There are evenings that begin with the right company and end as something more. Homemade bread on the table, a bowl of pasta still steaming, the kind of light that settles over Munich just before the sun disappears behind the tree crowns of the Englischer Garten above the Isar river. It is in precisely this atmosphere that created the perfect setting for our Jewellery dinner at IRMASWORLD last week with friends.

VIERI is a Berlin fine jewellery label founded in 2015 by Guya Merkle, a third-generation jeweller with Italian roots and a particular kind of restlessness. The turning point came in 2012, when a visit to gold mines in the Peruvian Andes made the conditions behind luxury impossible to overlook. Rather than look away, Merkle built an entire company around the question of what responsible gold could look like. The answer is VIERI: every piece is crafted in 18-karat gold sourced exclusively from recycled or urban-mined material, and three percent of all revenue flows directly to the Earthbeat Foundation, which Merkle founded to pursue structural change within the global gold industry. The sapphires come from fair-trade mines in Sri Lanka via partner Ceylons Munich. The quartz stones in the Cloud Collection are cut in Idar-Oberstein. Nothing here is incidental.

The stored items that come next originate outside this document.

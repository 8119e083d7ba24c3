//! Synchronizer.
//!
//! Keeps every composite's hidden carrier equal to the bottom-up
//! reconstruction of its visible children. Recomputation is always a
//! full re-read in fragment order - never incremental - so one pass is
//! correct no matter how many nested levels changed, and two passes
//! with no intervening edit produce byte-identical carrier text.

use serde_json::{Map, Value};

use crate::error::RenderError;
use crate::fragment::{attr, Fragment, NodeId};
use crate::render::leaf;
use crate::schema::{ArraySchema, BlocksSchema, FieldSchema, ObjectSchema};

/// Attach the synchronizer behavior to a composite root. Attaching to
/// an already-attached root is a no-op; the marker lives on the
/// fragment, not in any process-wide state.
pub fn attach(f: &mut Fragment, root: NodeId) -> bool {
    if f.has_attr(root, attr::SYNCED) {
        tracing::debug!(?root, "synchronizer already attached; skipping");
        return false;
    }
    f.set_attr(root, attr::SYNCED, "true");
    true
}

pub fn is_attached(f: &Fragment, root: NodeId) -> bool {
    f.has_attr(root, attr::SYNCED)
}

/// Recompute the canonical value of the field rooted at `root` and
/// write it (and every nested composite's value) into the hidden
/// carriers. Returns the root's serialized canonical value.
pub fn recompute(
    f: &mut Fragment,
    root: NodeId,
    schema: &FieldSchema,
) -> Result<String, RenderError> {
    let mut writes: Vec<(NodeId, String)> = Vec::new();
    let value = read_field(f, root, schema, &mut writes)?;
    let serialized = match writes.iter().find(|(node, _)| *node == root) {
        Some((_, s)) => s.clone(),
        // Primitive top-level fields have no carrier of their own.
        None => serde_json::to_string(&value)?,
    };
    for (carrier_owner, text) in writes {
        let carrier = f
            .carrier(carrier_owner)
            .ok_or(RenderError::MissingCarrier)?;
        f.set_value(carrier, Value::String(text));
    }
    Ok(serialized)
}

/// Read the current value of any field node per its schema, queueing a
/// carrier write for every composite encountered
fn read_field(
    f: &Fragment,
    node: NodeId,
    schema: &FieldSchema,
    writes: &mut Vec<(NodeId, String)>,
) -> Result<Value, RenderError> {
    let value = match schema {
        FieldSchema::Primitive(_) => leaf::read_value(f, node),
        FieldSchema::Object(obj) => read_object(f, node, obj, writes)?,
        FieldSchema::Array(arr) => read_array(f, node, arr, writes)?,
        FieldSchema::Blocks(blocks) => read_blocks(f, node, blocks, writes)?,
    };
    if schema.is_composite() {
        writes.push((node, serde_json::to_string(&value)?));
    }
    Ok(value)
}

fn read_object(
    f: &Fragment,
    node: NodeId,
    obj: &ObjectSchema,
    writes: &mut Vec<(NodeId, String)>,
) -> Result<Value, RenderError> {
    if let Some(prop) = obj.collapsed_property() {
        let child = prop_child(f, node, &prop.name);
        return match child {
            Some(child) => read_field(f, child, &prop.schema, writes),
            None => Ok(Value::Null),
        };
    }
    let mut map = Map::new();
    for prop in &obj.properties {
        let value = match prop_child(f, node, &prop.name) {
            Some(child) => read_field(f, child, &prop.schema, writes)?,
            None => Value::Null,
        };
        map.insert(prop.name.clone(), value);
    }
    Ok(Value::Object(map))
}

fn read_array(
    f: &Fragment,
    node: NodeId,
    arr: &ArraySchema,
    writes: &mut Vec<(NodeId, String)>,
) -> Result<Value, RenderError> {
    let Some(list) = list_of(f, node) else {
        return Ok(Value::Array(Vec::new()));
    };
    let mut out = Vec::new();
    for item in f.items(list) {
        out.push(read_item(f, item, &arr.item, writes)?);
    }
    Ok(Value::Array(out))
}

fn read_blocks(
    f: &Fragment,
    node: NodeId,
    blocks: &BlocksSchema,
    writes: &mut Vec<(NodeId, String)>,
) -> Result<Value, RenderError> {
    let Some(list) = list_of(f, node) else {
        return Ok(Value::Array(Vec::new()));
    };
    let mut out = Vec::new();
    for item in f.items(list) {
        // Drifted items pass through exactly as stored.
        if f.has_attr(item, attr::OPAQUE) {
            out.push(f.value(item).cloned().unwrap_or(Value::Null));
            continue;
        }
        let Some(def) = f
            .attr(item, attr::BLOCK)
            .and_then(|tag| blocks.definition(tag))
        else {
            tracing::warn!(?item, "blocks item carries no recognizable definition tag");
            continue;
        };
        let item_schema = ObjectSchema {
            common: Default::default(),
            properties: def.properties.clone(),
            collapse: false,
        };
        let mut map = Map::new();
        map.insert(
            blocks.discriminator.clone(),
            Value::String(def.name.clone()),
        );
        if let Value::Object(props) = read_item(f, item, &item_schema, writes)? {
            for (key, value) in props {
                map.insert(key, value);
            }
        }
        out.push(Value::Object(map));
    }
    Ok(Value::Array(out))
}

fn read_item(
    f: &Fragment,
    item: NodeId,
    item_schema: &ObjectSchema,
    writes: &mut Vec<(NodeId, String)>,
) -> Result<Value, RenderError> {
    let Some(body) = item_body(f, item) else {
        return Ok(Value::Null);
    };
    if let Some(prop) = item_schema.collapsed_property() {
        return match prop_child(f, body, &prop.name) {
            Some(child) => read_field(f, child, &prop.schema, writes),
            None => Ok(Value::Null),
        };
    }
    let mut map = Map::new();
    for prop in &item_schema.properties {
        let value = match prop_child(f, body, &prop.name) {
            Some(child) => read_field(f, child, &prop.schema, writes)?,
            None => Value::Null,
        };
        map.insert(prop.name.clone(), value);
    }
    Ok(Value::Object(map))
}

/// The member container of a list item, below its reorder chrome
pub(crate) fn item_body(f: &Fragment, item: NodeId) -> Option<NodeId> {
    f.children(item)
        .iter()
        .copied()
        .find(|&c| f.attr(c, "class") == Some("item-body"))
}

/// Direct child of a composite node occupying a named property
fn prop_child(f: &Fragment, parent: NodeId, name: &str) -> Option<NodeId> {
    f.child_with_attr(parent, attr::PROP, name)
}

/// The ordered item container of an array/blocks composite
pub fn list_of(f: &Fragment, composite: NodeId) -> Option<NodeId> {
    f.children(composite)
        .iter()
        .copied()
        .find(|&c| f.has_attr(c, attr::LIST))
}

#[cfg(test)]
mod tests {
    use super::*;

    #[test]
    fn attach_is_idempotent() {
        let mut f = Fragment::new("div");
        let root = f.root();
        assert!(attach(&mut f, root));
        assert!(!attach(&mut f, root));
        assert!(is_attached(&f, root));
    }
}
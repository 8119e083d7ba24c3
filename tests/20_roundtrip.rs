mod common;

use anyhow::Result;
use serde_json::json;

use fieldkit::session::FieldSession;

// Render-then-read round trips through the hidden carrier: the
// serialized canonical value must reflect the visible controls after
// every mutation, and honor declared property order.

#[test]
fn stored_value_round_trips_through_carrier() -> Result<()> {
    let stored = r#"{"title":"Hello","tags":["a","b"]}"#;
    let session = FieldSession::render("content", common::title_and_tags(), Some(stored), common::ctx())?;

    assert_eq!(
        session.submission_value()?,
        json!({"title": "Hello", "tags": ["a", "b"]})
    );
    Ok(())
}

#[test]
fn recompute_twice_is_byte_identical() -> Result<()> {
    let stored = r#"{"title":"Hello","tags":["a","b"]}"#;
    let schema = common::title_and_tags();
    let value = fieldkit::value::parse_stored(Some(stored), &schema);
    let mut f = fieldkit::Fragment::new("div");
    let parent = f.root();
    let mut templates = fieldkit::template::TemplateRegistry::new();
    let root = fieldkit::render::composite::render_field(
        &mut f,
        parent,
        &schema,
        "content",
        "content",
        &value,
        &common::ctx(),
        &mut templates,
    );

    // Two recomputes with no intervening edit serialize identically.
    let first = fieldkit::sync::recompute(&mut f, root, &schema)?;
    let second = fieldkit::sync::recompute(&mut f, root, &schema)?;
    assert_eq!(first, second);
    let carrier = f.carrier(root).expect("root carrier");
    assert_eq!(f.value(carrier), Some(&serde_json::Value::String(second)));
    Ok(())
}

#[test]
fn identical_edit_keeps_serialization() -> Result<()> {
    let stored = r#"{"title":"Hello","tags":["a","b"]}"#;
    let mut session =
        FieldSession::render("content", common::title_and_tags(), Some(stored), common::ctx())?;

    let first = session.submission_text()?;
    // Re-applying the identical value must not perturb the serialization.
    let control = session.control_named("content.title").expect("title control");
    session.edit(control, json!("Hello"))?;
    assert_eq!(session.submission_text()?, first);
    Ok(())
}

#[test]
fn malformed_stored_json_renders_empty() -> Result<()> {
    common::init_logging();
    let session = FieldSession::render(
        "content",
        common::title_and_tags(),
        Some("{not json"),
        common::ctx(),
    )?;

    assert_eq!(session.submission_value()?, json!({"title": "", "tags": []}));
    Ok(())
}

#[test]
fn editing_a_leaf_updates_the_carrier() -> Result<()> {
    let stored = r#"{"title":"Hello","tags":[]}"#;
    let mut session =
        FieldSession::render("content", common::title_and_tags(), Some(stored), common::ctx())?;

    let control = session.control_named("content.title").expect("title control");
    session.edit(control, json!("Goodbye"))?;
    assert_eq!(
        session.submission_value()?,
        json!({"title": "Goodbye", "tags": []})
    );
    Ok(())
}

#[test]
fn moving_a_nested_item_reorders_the_parent_value() -> Result<()> {
    let stored = r#"{"title":"Hello","tags":["a","b"]}"#;
    let mut session =
        FieldSession::render("content", common::title_and_tags(), Some(stored), common::ctx())?;

    let list = session.list_named("content.tags").expect("tags list");
    let items = session.items(list);
    session.move_item_up(items[1])?;

    assert_eq!(
        session.submission_value()?,
        json!({"title": "Hello", "tags": ["b", "a"]})
    );
    Ok(())
}

#[test]
fn added_item_is_editable_and_serialized() -> Result<()> {
    let stored = r#"{"title":"Hello","tags":["a"]}"#;
    let mut session =
        FieldSession::render("content", common::title_and_tags(), Some(stored), common::ctx())?;

    let list = session.list_named("content.tags").expect("tags list");
    let item = session.add_array_item(list)?;
    assert_eq!(session.items(list).last().copied(), Some(item));

    let control = session
        .control_named("content.tags.1.value")
        .expect("new item control");
    session.edit(control, json!("fresh"))?;
    assert_eq!(
        session.submission_value()?,
        json!({"title": "Hello", "tags": ["a", "fresh"]})
    );
    Ok(())
}

#[test]
fn removing_an_item_drops_it_from_the_value() -> Result<()> {
    let stored = r#"{"title":"Hello","tags":["a","b","c"]}"#;
    let mut session =
        FieldSession::render("content", common::title_and_tags(), Some(stored), common::ctx())?;

    let list = session.list_named("content.tags").expect("tags list");
    let items = session.items(list);
    session.remove_item(items[1])?;

    assert_eq!(
        session.submission_value()?,
        json!({"title": "Hello", "tags": ["a", "c"]})
    );
    Ok(())
}

#[test]
fn wrong_shaped_stored_composite_renders_empty() -> Result<()> {
    // Stored value is an array where the schema expects an object.
    let session = FieldSession::render(
        "content",
        common::title_and_tags(),
        Some(r#"["not","an","object"]"#),
        common::ctx(),
    )?;
    assert_eq!(session.submission_value()?, json!({"title": "", "tags": []}));
    Ok(())
}

#[test]
fn html_serialization_is_deterministic() -> Result<()> {
    let stored = r#"{"title":"Hello","tags":["a"]}"#;
    let session =
        FieldSession::render("content", common::title_and_tags(), Some(stored), common::ctx())?;
    assert_eq!(session.to_html(), session.to_html());
    assert!(session.to_html().contains("data-carrier"));
    Ok(())
}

The cloud itself is the brand’s defining motif, and Merkle has spoken about choosing it with care. As she told IRMASWORLD in a previous conversation: she was looking for a symbol of transformation, something simultaneously strong and delicate, something that carries stories from one place to another. The cloud is all of that. It is also, in her hands, a quietly bold design statement: organic in form, generous in volume, unmistakable on the wrist or finger without ever announcing itself.
The label’s production is split between Berlin and Córdoba, with an emphasis on short supply chains and long-standing relationships with the goldsmiths who execute each piece. Family heritage informs the whole enterprise in a way that is difficult to manufacture: the name VIERI itself comes from Guya’s father, Eddy Vieri, who took over the family workshop in Pforzheim at seventeen after his own father’s death, and who died in 2007 leaving Guya to carry the work forward at twenty-one. There is weight in the name. There is also lightness in what she has made of it.